*Your objective:* Take the entries below and print only the lines from the one with "impl LookupProvider for" through the one with "use std::env;", exactly as they stand, both ends included.

*Given information:*

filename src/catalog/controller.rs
use std::path::PathBuf;
use axum::{
    extract::{Path, Query, State},
    response::Json,
    routing::{delete, get},
    Router,
};
use serde_json::{Value};
use crate::catalog::command::add_book_cmd::{AddBookCommand, AddBookCommandRequest, AddBookCommandResponse};
use crate::catalog::command::list_books_cmd::{ListBooksCommand, ListBooksCommandRequest, ListBooksCommandResponse};
use crate::catalog::command::remove_book_cmd::{RemoveBookCommand, RemoveBookCommandRequest, RemoveBookCommandResponse};
use crate::catalog::command::search_books_cmd::{SearchBooksCommand, SearchBooksCommandRequest, SearchBooksCommandResponse};
use crate::catalog::command::search_online_cmd::{SearchOnlineCommand, SearchOnlineCommandRequest, SearchOnlineCommandResponse};
use crate::core::command::Command;
use crate::core::controller::{AppState, json_to_server_error, ServerError};

pub fn build_router(state: AppState) -> Router {
    Router::new()
        .route("/books", get(list_books).post(add_book))
        .route("/books/search", get(search_books))
        .route("/books/search/online", get(search_online))
        .route("/books/:isbn", delete(remove_book))
        .with_state(state)
}

fn data_file(state: &AppState) -> PathBuf {
    PathBuf::from(state.config.data_file.as_str())
}

pub(crate) async fn list_books(
    State(state): State<AppState>) -> Result<Json<ListBooksCommandResponse>, ServerError> {
    let res = ListBooksCommand::new(state.catalog.clone()).execute(ListBooksCommandRequest::default()).await?;
    Ok(Json(res))
}

pub(crate) async fn add_book(
    State(state): State<AppState>,
    json: Json<Value>) -> Result<Json<AddBookCommandResponse>, ServerError> {
    let req: AddBookCommandRequest = serde_json::from_value(json.0).map_err(json_to_server_error)?;
    let res = AddBookCommand::new(state.catalog.clone(), data_file(&state)).execute(req).await?;
    Ok(Json(res))
}

pub(crate) async fn remove_book(
    State(state): State<AppState>,
    Path(isbn): Path<String>) -> Result<Json<RemoveBookCommandResponse>, ServerError> {
    let req = RemoveBookCommandRequest::new(isbn);
    let res = RemoveBookCommand::new(state.catalog.clone(), data_file(&state)).execute(req).await?;
    Ok(Json(res))
}

pub(crate) async fn search_books(
    State(state): State<AppState>,
    Query(req): Query<SearchBooksCommandRequest>) -> Result<Json<SearchBooksCommandResponse>, ServerError> {
    let res = SearchBooksCommand::new(state.catalog.clone()).execute(req).await?;
    Ok(Json(res))
}

pub(crate) async fn search_online(
    State(state): State<AppState>,
    Query(req): Query<SearchOnlineCommandRequest>) -> Result<Json<SearchOnlineCommandResponse>, ServerError> {
    let res = SearchOnlineCommand::new(state.catalog.clone()).execute(req).await?;
    Ok(Json(res))
}

#[cfg(test)]
mod tests {
    use std::net::SocketAddr;
    use axum::extract::{Path, Query, State};
    use axum::http::StatusCode;
    use axum::response::Json;
    use serde_json::json;
    use crate::books::dto::BookDto;
    use crate::catalog::command::search_books_cmd::SearchBooksCommandRequest;
    use crate::catalog::command::search_online_cmd::SearchOnlineCommandRequest;
    use crate::catalog::controller::{add_book, build_router, list_books, remove_book, search_books, search_online};
    use crate::catalog::domain::shared;
    use crate::catalog::fixtures::{catalog_with, RecordingPublisher, StubLookup};
    use crate::core::controller::AppState;
    use crate::core::domain::Configuration;

    fn build_state(dir: &tempfile::TempDir) -> AppState {
        let (lookup, _) = StubLookup::new(vec![BookDto::new("Le Petit Prince", "Antoine de Saint-Exupéry", "9782848300443")]);
        let config = Configuration::new(&dir.path().join("library.json").to_string_lossy());
        AppState::new(config, shared(Box::new(catalog_with(lookup, RecordingPublisher::new().0))))
    }

    #[tokio::test]
    async fn test_should_route_requests() {
        let dir = tempfile::tempdir().expect("temp dir");
        let app = build_router(build_state(&dir));
        let server = axum::Server::bind(&SocketAddr::from(([127, 0, 0, 1], 0)))
            .serve(app.into_make_service());
        let addr = server.local_addr();
        tokio::spawn(server);

        let client = reqwest::Client::new();
        let res = client.get(format!("http://{}/books", addr)).send().await.expect("should list books");
        assert_eq!(reqwest::StatusCode::OK, res.status());
        let books: Vec<BookDto> = res.json().await.expect("should decode books");
        assert!(books.is_empty());

        let res = client.delete(format!("http://{}/books/0000000000", addr)).send().await.expect("should call remove");
        assert_eq!(reqwest::StatusCode::NOT_FOUND, res.status());
    }

    #[tokio::test]
    async fn test_should_run_book_lifecycle() {
        let dir = tempfile::tempdir().expect("temp dir");
        let state = build_state(&dir);

        let Json(added) = add_book(State(state.clone()), Json(json!({"isbn": "9782848300443"})))
            .await.expect("should add book");
        assert_eq!("9782848300443", added.book.isbn.as_str());

        let Json(listed) = list_books(State(state.clone())).await.expect("should list books");
        assert_eq!(1, listed.books.len());

        let Json(found) = search_books(State(state.clone()),
                                       Query(SearchBooksCommandRequest::new("9782848300443", Some("isbn"))))
            .await.expect("should search");
        assert_eq!(1, found.books.len());

        let Json(removed) = remove_book(State(state.clone()), Path("9782848300443".to_string()))
            .await.expect("should remove book");
        assert!(removed.message.contains("removed"));

        let Json(found) = search_books(State(state.clone()),
                                       Query(SearchBooksCommandRequest::new("9782848300443", Some("isbn"))))
            .await.expect("should search");
        assert!(found.books.is_empty());
    }

    #[tokio::test]
    async fn test_should_reject_duplicate_with_bad_request() {
        let dir = tempfile::tempdir().expect("temp dir");
        let state = build_state(&dir);
        let _ = add_book(State(state.clone()), Json(json!({"isbn": "9782848300443"}))).await.expect("should add book");
        let (status, body) = add_book(State(state.clone()), Json(json!({"isbn": "9782848300443"})))
            .await.err().expect("should fail");
        assert_eq!(StatusCode::BAD_REQUEST, status);
        assert!(body.to_lowercase().contains("already exists"));
    }

    #[tokio::test]
    async fn test_should_reject_invalid_bodies() {
        let dir = tempfile::tempdir().expect("temp dir");
        let state = build_state(&dir);
        let (status, _) = add_book(State(state.clone()), Json(json!({}))).await.err().expect("missing isbn");
        assert_eq!(StatusCode::BAD_REQUEST, status);
        let (status, _) = add_book(State(state.clone()), Json(json!({"isbn": ""}))).await.err().expect("empty isbn");
        assert_eq!(StatusCode::BAD_REQUEST, status);
        let (status, _) = add_book(State(state.clone()), Json(json!({"isbn": "invalid-isbn"}))).await.err().expect("unknown isbn");
        assert_eq!(StatusCode::BAD_REQUEST, status);
    }

    #[tokio::test]
    async fn test_should_return_not_found_on_missing_delete() {
        let dir = tempfile::tempdir().expect("temp dir");
        let (status, body) = remove_book(State(build_state(&dir)), Path("nonexistent-isbn".to_string()))
            .await.err().expect("should fail");
        assert_eq!(StatusCode::NOT_FOUND, status);
        assert!(body.to_lowercase().contains("not found"));
    }

    #[tokio::test]
    async fn test_should_search_online() {
        let dir = tempfile::tempdir().expect("temp dir");
        let Json(res) = search_online(State(build_state(&dir)), Query(SearchOnlineCommandRequest { query: "prince".to_string() }))
            .await.expect("should search online");
        assert_eq!(1, res.books.len());
    }
}
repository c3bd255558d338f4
use async_trait::async_trait;
use serde::{Deserialize, Serialize};
use crate::books::dto::BookDto;
use crate::catalog::domain::SharedCatalog;
use crate::core::command::{Command, CommandError};
use crate::core::library::SearchField;

pub struct SearchBooksCommand {
    catalog: SharedCatalog,
}

impl SearchBooksCommand {
    pub fn new(catalog: SharedCatalog) -> Self {
        Self {
            catalog,
        }
    }
}

#[derive(Debug, Deserialize)]
pub struct SearchBooksCommandRequest {
    pub query: String,
    #[serde(default)]
    pub search_by: Option<String>,
}

impl SearchBooksCommandRequest {
    pub fn new(query: &str, search_by: Option<&str>) -> Self {
        Self {
            query: query.to_string(),
            search_by: search_by.map(str::to_string),
        }
    }

    pub fn field(&self) -> SearchField {
        self.search_by.as_deref().map(SearchField::from).unwrap_or_default()
    }
}

#[derive(Debug, Serialize)]
#[serde(transparent)]
pub struct SearchBooksCommandResponse {
    pub books: Vec<BookDto>,
}

#[async_trait]
impl Command<SearchBooksCommandRequest, SearchBooksCommandResponse> for SearchBooksCommand {
    async fn execute(&self, req: SearchBooksCommandRequest) -> Result<SearchBooksCommandResponse, CommandError> {
        let catalog = self.catalog.lock().await;
        Ok(SearchBooksCommandResponse { books: catalog.find_books(req.query.as_str(), req.field()) })
    }
}
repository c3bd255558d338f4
use std::path::Path;
use async_trait::async_trait;
use serde_json::Value;
use tracing::debug;
use crate::books::domain::model::BookEntity;
use crate::core::library::{LibraryError, LibraryResult};
use crate::core::repository::Repository;

// JsonBookRepository keeps the catalog as a pretty-printed JSON array of
// `{title, author, isbn}` objects.
#[derive(Debug, Default)]
pub struct JsonBookRepository {}

impl JsonBookRepository {
    pub fn new() -> Self {
        Self {}
    }
}

#[async_trait]
impl Repository<BookEntity> for JsonBookRepository {
    async fn read_all(&self, path: &Path) -> LibraryResult<Vec<LibraryResult<BookEntity>>> {
        let contents = tokio::fs::read_to_string(path).await?;
        let entries: Vec<Value> = serde_json::from_str(&contents)?;
        debug!("read {} entries from {}", entries.len(), path.display());
        Ok(entries.into_iter()
            .map(|entry| serde_json::from_value::<BookEntity>(entry).map_err(LibraryError::from))
            .collect())
    }

    async fn write_all(&self, path: &Path, entities: &[BookEntity]) -> LibraryResult<()> {
        let json = serde_json::to_string_pretty(entities)?;
        tokio::fs::write(path, json).await?;
        debug!("wrote {} entries to {}", entities.len(), path.display());
        Ok(())
    }
}
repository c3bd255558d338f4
pub mod publisher;
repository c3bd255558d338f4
use serde::{Deserialize, Serialize};
use crate::core::domain::Identifiable;

// BookEntity is the descriptor stored in the catalog file, one per book in catalog order.
#[derive(Debug, Clone, PartialEq, Serialize, Deserialize)]
#[serde(deny_unknown_fields)]
pub struct BookEntity {
    pub title: String,
    pub author: String,
    pub isbn: String,
}

impl BookEntity {
    pub fn new(title: &str, author: &str, isbn: &str) -> Self {
        Self {
            title: title.to_string(),
            author: author.to_string(),
            isbn: isbn.to_string(),
        }
    }
}

impl Identifiable for BookEntity {
    fn id(&self) -> String {
        self.isbn.to_string()
    }
}

#[cfg(test)]
mod tests {
    use crate::books::domain::model::BookEntity;

    #[tokio::test]
    async fn test_should_build_books() {
        let book = BookEntity::new("title", "author", "isbn");
        assert_eq!("isbn", book.isbn.as_str());
        assert_eq!("title", book.title.as_str());
        assert_eq!("author", book.author.as_str());
    }

    #[tokio::test]
    async fn test_should_reject_unknown_keys() {
        let res = serde_json::from_str::<BookEntity>(
            r#"{"title": "t", "author": "a", "isbn": "1", "year": 1999}"#);
        assert!(res.is_err());
    }

    #[tokio::test]
    async fn test_should_reject_missing_keys() {
        let res = serde_json::from_str::<BookEntity>(r#"{"title": "t", "isbn": "1"}"#);
        assert!(res.is_err());
    }
}
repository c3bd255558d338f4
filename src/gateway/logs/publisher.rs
use async_trait::async_trait;
use tracing::info;
use crate::core::events::DomainEvent;
use crate::core::library::LibraryResult;
use crate::gateway::events::EventPublisher;

#[derive(Debug, Default)]
pub struct LogPublisher {}

impl LogPublisher {
    pub fn new() -> Self {
        Self {}
    }
}

#[async_trait]
impl EventPublisher for LogPublisher {
    async fn publish(&self, event: &DomainEvent) -> LibraryResult<()> {
        info!(event_id = %event.event_id, kind = ?event.kind, key = %event.key, "{}", event.describe());
        Ok(())
    }
}
use std::fmt;
use std::fmt::{Display, Formatter};
use serde::{Deserialize, Serialize};

#[derive(Debug)]
pub enum LibraryError {
    DuplicateKey {
        message: String,
    },
    NotFound {
        message: String,
    },
    // Raised by the file layer when the catalog file cannot be read or written.
    Io {
        message: String,
        reason_code: Option<String>,
    },
    Serialization {
        message: String,
    },
    Validation {
        message: String,
        reason_code: Option<String>,
    },
    Runtime {
        message: String,
        reason_code: Option<String>,
    },
}

impl LibraryError {
    pub fn duplicate_key(message: &str) -> LibraryError {
        LibraryError::DuplicateKey { message: message.to_string() }
    }

    pub fn not_found(message: &str) -> LibraryError {
        LibraryError::NotFound { message: message.to_string() }
    }

    pub fn io(message: &str, reason_code: Option<String>) -> LibraryError {
        LibraryError::Io { message: message.to_string(), reason_code }
    }

    pub fn serialization(message: &str) -> LibraryError {
        LibraryError::Serialization { message: message.to_string() }
    }

    pub fn validation(message: &str, reason_code: Option<String>) -> LibraryError {
        LibraryError::Validation { message: message.to_string(), reason_code }
    }

    pub fn runtime(message: &str, reason_code: Option<String>) -> LibraryError {
        LibraryError::Runtime { message: message.to_string(), reason_code }
    }

    // persistence failures that a best-effort load is allowed to swallow
    pub fn is_persistence(&self) -> bool {
        matches!(self, LibraryError::Io { .. } | LibraryError::Serialization { .. })
    }
}

impl From<std::io::Error> for LibraryError {
    fn from(err: std::io::Error) -> Self {
        LibraryError::io(
            format!("io {}", err).as_str(), Some(format!("{:?}", err.kind())))
    }
}

impl From<serde_json::Error> for LibraryError {
    fn from(err: serde_json::Error) -> Self {
        LibraryError::serialization(
            format!("serde json parsing {}", err).as_str())
    }
}

impl Display for LibraryError {
    fn fmt(&self, f: &mut Formatter<'_>) -> fmt::Result {
        match self {
            LibraryError::DuplicateKey { message } => {
                write!(f, "{}", message)
            }
            LibraryError::NotFound { message } => {
                write!(f, "{}", message)
            }
            LibraryError::Io { message, reason_code } => {
                write_with_reason(f, message, reason_code)
            }
            LibraryError::Serialization { message } => {
                write!(f, "{}", message)
            }
            LibraryError::Validation { message, reason_code } => {
                write_with_reason(f, message, reason_code)
            }
            LibraryError::Runtime { message, reason_code } => {
                write_with_reason(f, message, reason_code)
            }
        }
    }
}

fn write_with_reason(f: &mut Formatter<'_>, message: &str, reason_code: &Option<String>) -> fmt::Result {
    match reason_code {
        Some(reason) => write!(f, "{} ({})", message, reason),
        None => write!(f, "{}", message),
    }
}

impl std::error::Error for LibraryError {}

/// A specialized Result type for catalog operations.
pub type LibraryResult<T> = Result<T, LibraryError>;

// SearchField selects which book attribute a local search is matched against
#[derive(Debug, PartialEq, Clone, Copy, Serialize, Deserialize, Default)]
pub enum SearchField {
    #[default]
    Title,
    Author,
    Isbn,
    Unknown,
}

impl From<String> for SearchField {
    fn from(s: String) -> Self {
        SearchField::from(s.as_str())
    }
}

impl From<&str> for SearchField {
    fn from(s: &str) -> Self {
        match s {
            "title" => SearchField::Title,
            "author" => SearchField::Author,
            "isbn" => SearchField::Isbn,
            _ => SearchField::Unknown,
        }
    }
}

impl Display for SearchField {
    fn fmt(&self, f: &mut Formatter) -> fmt::Result {
        match self {
            SearchField::Title => write!(f, "title"),
            SearchField::Author => write!(f, "author"),
            SearchField::Isbn => write!(f, "isbn"),
            SearchField::Unknown => write!(f, "unknown"),
        }
    }
}

// ISBNs are compared without regard to letter case (e.g. the `X` check digit),
// both when enforcing uniqueness and when searching.
pub fn same_isbn(a: &str, b: &str) -> bool {
    a.to_lowercase() == b.to_lowercase()
}
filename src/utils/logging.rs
pub fn setup_tracing() {
    tracing_subscriber::fmt()
        .with_max_level(tracing::Level::INFO)
        // disable printing the name of the module in every log line.
        .with_target(false)
        .with_ansi(false)
        .json()
        .init();
}

// The interactive menu owns stdout, so its logs go to stderr in a compact form.
pub fn setup_console_tracing() {
    tracing_subscriber::fmt()
        .with_max_level(tracing::Level::WARN)
        .with_target(false)
        .without_time()
        .compact()
        .with_writer(std::io::stderr)
        .init();
}
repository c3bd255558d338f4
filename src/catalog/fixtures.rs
use std::sync::{Arc, Mutex};
use std::sync::atomic::{AtomicUsize, Ordering};
use async_trait::async_trait;
use crate::books::dto::BookDto;
use crate::books::factory::create_book_repository;
use crate::catalog::domain::service::CatalogServiceImpl;
use crate::core::domain::Configuration;
use crate::core::events::DomainEvent;
use crate::core::library::{LibraryResult, same_isbn};
use crate::core::repository::RepositoryStore;
use crate::gateway::events::{EventPublisher, SilentPublisher};
use crate::gateway::lookup::LookupProvider;

pub(crate) fn sample_books() -> Vec<BookDto> {
    vec![
        BookDto::new("The Python Guide", "John Smith", "9781234567890"),
        BookDto::new("Data Science Handbook", "Jane Doe", "9780987654321"),
        BookDto::new("Machine Learning Basics", "Bob Johnson", "9781111111111"),
    ]
}

// StubLookup answers from a fixed set of books and counts lookups
pub(crate) struct StubLookup {
    books: Vec<BookDto>,
    calls: Arc<AtomicUsize>,
}

impl StubLookup {
    pub(crate) fn new(books: Vec<BookDto>) -> (Self, Arc<AtomicUsize>) {
        let calls = Arc::new(AtomicUsize::new(0));
        (Self { books, calls: calls.clone() }, calls)
    }
}

#[async_trait]
impl LookupProvider for StubLookup {
    async fn search_by_query(&self, _query: &str, limit: usize) -> Vec<BookDto> {
        self.books.iter().take(limit).cloned().collect()
    }

    async fn lookup_by_isbn(&self, isbn: &str) -> Option<BookDto> {
        self.calls.fetch_add(1, Ordering::SeqCst);
        self.books.iter().find(|b| same_isbn(&b.isbn, isbn)).cloned()
    }
}

pub(crate) struct RecordingPublisher {
    events: Arc<Mutex<Vec<DomainEvent>>>,
}

impl RecordingPublisher {
    pub(crate) fn new() -> (Self, Arc<Mutex<Vec<DomainEvent>>>) {
        let events = Arc::new(Mutex::new(vec![]));
        (Self { events: events.clone() }, events)
    }
}

#[async_trait]
impl EventPublisher for RecordingPublisher {
    async fn publish(&self, event: &DomainEvent) -> LibraryResult<()> {
        self.events.lock().expect("events lock").push(event.clone());
        Ok(())
    }
}

pub(crate) fn catalog_with<L, P>(lookup: L, publisher: P) -> CatalogServiceImpl
    where L: LookupProvider + 'static, P: EventPublisher + 'static {
    CatalogServiceImpl::new(&Configuration::new("test.json"),
                            create_book_repository(RepositoryStore::JsonFile),
                            Box::new(lookup), Box::new(publisher))
}

pub(crate) fn empty_catalog() -> CatalogServiceImpl {
    catalog_with(StubLookup::new(sample_books()).0, SilentPublisher::default())
}

pub(crate) fn seeded_catalog() -> CatalogServiceImpl {
    empty_catalog().seeded(sample_books()).expect("should seed catalog")
}
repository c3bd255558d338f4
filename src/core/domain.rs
use std::env;
use std::str::FromStr;
use serde::{Deserialize, Serialize};

// Identifiable defines common traits that can be shared by catalog records
pub trait Identifiable : Sync + Send {
    fn id(&self) -> String;
}

pub const DEFAULT_DATA_FILE: &str = "library.json";
pub const DEFAULT_BIND_ADDR: &str = "0.0.0.0:8000";
pub const DEFAULT_LOOKUP_URL: &str = "https://openlibrary.org";

// Configuration abstracts config options for the library catalog
#[derive(Debug, PartialEq, Serialize, Deserialize, Clone)]
pub struct Configuration {
    pub data_file: String,
    pub bind_addr: String,
    pub lookup_url: String,
    pub lookup_timeout_secs: u64,
    pub online_search_limit: usize,
}

impl Configuration {
    pub fn new(data_file: &str) -> Self {
        Configuration {
            data_file: data_file.to_string(),
            bind_addr: DEFAULT_BIND_ADDR.to_string(),
            lookup_url: DEFAULT_LOOKUP_URL.to_string(),
            lookup_timeout_secs: 10,
            online_search_limit: 10,
        }
    }

    pub fn from_env() -> Self {
        let defaults = Configuration::new(DEFAULT_DATA_FILE);
        Configuration {
            data_file: env::var("LIBRARY_FILE").unwrap_or(defaults.data_file),
            bind_addr: env::var("LIBRARY_BIND_ADDR").unwrap_or(defaults.bind_addr),
            lookup_url: env::var("OPEN_LIBRARY_URL").unwrap_or(defaults.lookup_url),
            lookup_timeout_secs: parse_env("OPEN_LIBRARY_TIMEOUT_SECS", defaults.lookup_timeout_secs),
            online_search_limit: parse_env("ONLINE_SEARCH_LIMIT", defaults.online_search_limit),
        }
    }
}

fn parse_env<T: FromStr>(name: &str, default: T) -> T {
    env::var(name).ok()
        .and_then(|val| val.trim().parse::<T>().ok())
        .unwrap_or(default)
}
pub mod add_book_cmd;
pub mod list_books_cmd;
pub mod remove_book_cmd;
pub mod search_books_cmd;
pub mod search_online_cmd;
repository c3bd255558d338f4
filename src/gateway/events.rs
use async_trait::async_trait;
use crate::core::events::DomainEvent;
use crate::core::library::LibraryResult;

// EventPublisher receives notifications about catalog changes
#[async_trait]
pub trait EventPublisher: Sync + Send {
    async fn publish(&self, event: &DomainEvent) -> LibraryResult<()>;
}

// SilentPublisher drops every event, for adapters that report outcomes themselves.
#[derive(Debug, Default)]
pub struct SilentPublisher {}

#[async_trait]
impl EventPublisher for SilentPublisher {
    async fn publish(&self, _event: &DomainEvent) -> LibraryResult<()> {
        Ok(())
    }
}
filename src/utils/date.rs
pub const DATE_FMT: &str = "%Y-%m-%dT%H:%M:%S%.f";

pub mod serializer {
    use chrono::NaiveDateTime;
    use serde::{Deserialize, Deserializer, Serialize, Serializer};
    use serde::de::Error;
    use crate::utils::date::DATE_FMT;

    pub fn serialize<S: Serializer>(time: &NaiveDateTime, serializer: S) -> Result<S::Ok, S::Error> {
        time.format(DATE_FMT).to_string().serialize(serializer)
    }

    pub fn deserialize<'de, D: Deserializer<'de>>(deserializer: D) -> Result<NaiveDateTime, D::Error> {
        let str_time: String = Deserialize::deserialize(deserializer)?;
        let time = NaiveDateTime::parse_from_str(&str_time, DATE_FMT).map_err(D::Error::custom)?;
        Ok(time)
    }
}
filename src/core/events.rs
use chrono::{NaiveDateTime, Utc};
use serde::{Deserialize, Serialize};
use uuid::Uuid;
use crate::utils::date::{serializer};

// DomainEventType defines type of event for catalog changes
#[derive(Debug, PartialEq, Clone, Copy, Serialize, Deserialize)]
pub enum DomainEventType {
    Added,
    Deleted,
    // a removal was requested for an ISBN that is not in the catalog
    Missed,
}

// DomainEvent abstracts a notification about a catalog change
#[derive(Debug, PartialEq, Clone, Serialize, Deserialize)]
pub struct DomainEvent {
    pub event_id: String,
    pub name: String,
    pub key: String,
    pub kind: DomainEventType,
    pub json_data: String,
    #[serde(with = "serializer")]
    pub created_at: NaiveDateTime,
}

impl DomainEvent {
    pub fn added<T: Serialize>(name: &str, key: &str, data: &T) -> serde_json::Result<Self> {
        let json = serde_json::to_string(&data)?;
        Ok(Self::build(name, key, DomainEventType::Added, json))
    }

    pub fn deleted<T: Serialize>(name: &str, key: &str, data: &T) -> serde_json::Result<Self> {
        let json = serde_json::to_string(&data)?;
        Ok(Self::build(name, key, DomainEventType::Deleted, json))
    }

    pub fn missed(name: &str, key: &str) -> Self {
        Self::build(name, key, DomainEventType::Missed, String::new())
    }

    fn build(name: &str, key: &str, kind: DomainEventType, json: String) -> DomainEvent {
        DomainEvent {
            event_id: Uuid::new_v4().to_string(),
            name: name.to_string(),
            key: key.to_string(),
            kind,
            json_data: json,
            created_at: Utc::now().naive_utc(),
        }
    }

    // human readable outcome of the change
    pub fn describe(&self) -> String {
        match self.kind {
            DomainEventType::Added => format!("Added {} to the library", self.key),
            DomainEventType::Deleted => {
                let title = serde_json::from_str::<serde_json::Value>(&self.json_data).ok()
                    .and_then(|v| v.get("title").and_then(|t| t.as_str()).map(str::to_string))
                    .unwrap_or_else(|| self.key.clone());
                format!("Removed {} from the library", title)
            }
            DomainEventType::Missed => format!("Book with ISBN {} not found", self.key),
        }
    }
}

*Result of the exercise:*
impl LookupProvider for StubLookup {
    async fn search_by_query(&self, _query: &str, limit: usize) -> Vec<BookDto> {
        self.books.iter().take(limit).cloned().collect()
    }

    async fn lookup_by_isbn(&self, isbn: &str) -> Option<BookDto> {
        self.calls.fetch_add(1, Ordering::SeqCst);
        self.books.iter().find(|b| same_isbn(&b.isbn, isbn)).cloned()
    }
}

pub(crate) struct RecordingPublisher {
    events: Arc<Mutex<Vec<DomainEvent>>>,
}

impl RecordingPublisher {
    pub(crate) fn new() -> (Self, Arc<Mutex<Vec<DomainEvent>>>) {
        let events = Arc::new(Mutex::new(vec![]));
        (Self { events: events.clone() }, events)
    }
}

#[async_trait]
impl EventPublisher for RecordingPublisher {
    async fn publish(&self, event: &DomainEvent) -> LibraryResult<()> {
        self.events.lock().expect("events lock").push(event.clone());
        Ok(())
    }
}

pub(crate) fn catalog_with<L, P>(lookup: L, publisher: P) -> CatalogServiceImpl
    where L: LookupProvider + 'static, P: EventPublisher + 'static {
    CatalogServiceImpl::new(&Configuration::new("test.json"),
                            create_book_repository(RepositoryStore::JsonFile),
                            Box::new(lookup), Box::new(publisher))
}

pub(crate) fn empty_catalog() -> CatalogServiceImpl {
    catalog_with(StubLookup::new(sample_books()).0, SilentPublisher::default())
}

pub(crate) fn seeded_catalog() -> CatalogServiceImpl {
    empty_catalog().seeded(sample_books()).expect("should seed catalog")
}
repository c3bd255558d338f4
filename src/core/domain.rs
use std::env;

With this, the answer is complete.